Logistic Regression Vs Decision Trees Vs SVM: Part I

Classification is one of the major problems that we solve while working on standard business problems across industries. In this article we’ll be discussing the major three of the many techniques used for the same, Logistic Regression, Decision Trees and Support Vector Machines [SVM].

分类是在实际业务处理中我们所面临的一个主要问题。在这篇文章中我们会讨论多种分类算法中主要的三种算法在相同情况下的表现。分别是逻辑回归（Logistics Regression）、决策树（Decision Trees）、支持向量机（Support Vector Machines，SVM）。

All of the above listed algorithms are used in classification [ SVM and Decision Trees are also used for regression, but we are not discussing that today!]. Time and again I have seen people asking which one to choose for their particular problem. Classical and the most correct but least satisfying response to that question is “it depends!”. Its downright annoying, I agree. So I decided to shed some light on it depends on what.

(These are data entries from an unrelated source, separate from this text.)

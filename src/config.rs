use crate::error::Error;
use crate::metric::LoadMetric;

/// Validated configuration for a [`crate::manager::LoadManager`].
#[derive(Debug, Clone)]
pub struct ManagerConfig {
    pub(crate) refresh_rate: u64,
    pub(crate) load_metric: LoadMetric,
    pub(crate) window_size: usize,
}

impl ManagerConfig {
    /// Create a new config with defaults (`refresh_rate=1`, `load_metric=cum_req`,
    /// `window_size=100`).
    pub fn new() -> Self {
        Self::default()
    }

    /// Set the refresh interval, in seconds. Must be at least 1.
    pub fn refresh_rate(mut self, seconds: u64) -> Result<Self, Error> {
        if seconds == 0 {
            return Err(Error::InvalidRefreshRate);
        }
        self.refresh_rate = seconds;
        Ok(self)
    }

    /// Set which load metric the refresher uses.
    pub fn load_metric(mut self, metric: LoadMetric) -> Self {
        self.load_metric = metric;
        self
    }

    /// Set the moving-statistics window's sample capacity. Must be at least 2.
    pub fn window_size(mut self, size: usize) -> Result<Self, Error> {
        if size < 2 {
            return Err(Error::InvalidWindowSize);
        }
        self.window_size = size;
        Ok(self)
    }
}

impl Default for ManagerConfig {
    fn default() -> Self {
        Self {
            refresh_rate: 1,
            load_metric: LoadMetric::default(),
            window_size: 100,
        }
    }
}

/// Builder for creating a [`crate::manager::LoadManager`] with custom configuration.
pub struct ManagerConfigBuilder {
    config: ManagerConfig,
}

impl ManagerConfigBuilder {
    /// Create a new builder with default configuration.
    pub fn new() -> Self {
        Self {
            config: ManagerConfig::default(),
        }
    }

    /// Set the refresh interval, in seconds. Must be at least 1.
    pub fn refresh_rate(mut self, seconds: u64) -> Result<Self, Error> {
        self.config = self.config.refresh_rate(seconds)?;
        Ok(self)
    }

    /// Set which load metric the refresher uses.
    pub fn load_metric(mut self, metric: LoadMetric) -> Self {
        self.config = self.config.load_metric(metric);
        self
    }

    /// Set the moving-statistics window's sample capacity. Must be at least 2.
    pub fn window_size(mut self, size: usize) -> Result<Self, Error> {
        self.config = self.config.window_size(size)?;
        Ok(self)
    }

    /// Build a [`crate::manager::LoadManager`] with the configured settings, starting its
    /// background refresher.
    pub fn build(self) -> crate::manager::LoadManager {
        crate::manager::LoadManager::with_config(self.config)
    }
}

impl Default for ManagerConfigBuilder {
    fn default() -> Self {
        Self::new()
    }
}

上述列举的三种算法，在分类问题中都有着广泛的应用（SVM和决策树同时也用于回归问题，但我们这里不做讨论）。我一次又一次的看到人们询问针对他们的问题应该选择哪种分类算法。最经典最正确也最令人不满意的回答是“看情况而定”。我也认为这十分令人讨厌。所以我决定在“看情况而定”方面做出一些分析，给出一些实质性的讨论。

Its a very simplified 2-D explanation and responsibility of extrapolating this understanding to higher dimensional data, painfully lies in the reader’s hand.

？？？

二维解释这种理解非常简单，并且能够负责地推广这种认识到更高维度的数据。痛苦掌握在读者的手中。

？？？

I’ll start with discussing the most important question : what exactly are we trying do in classification? well, we are trying to classify.[ Is that a even serious questions? really?]. Let me rephrase that response. In order to classify , we try to get a decision boundary or a curve [ not necessarily straight], which separates two classes in our feature space.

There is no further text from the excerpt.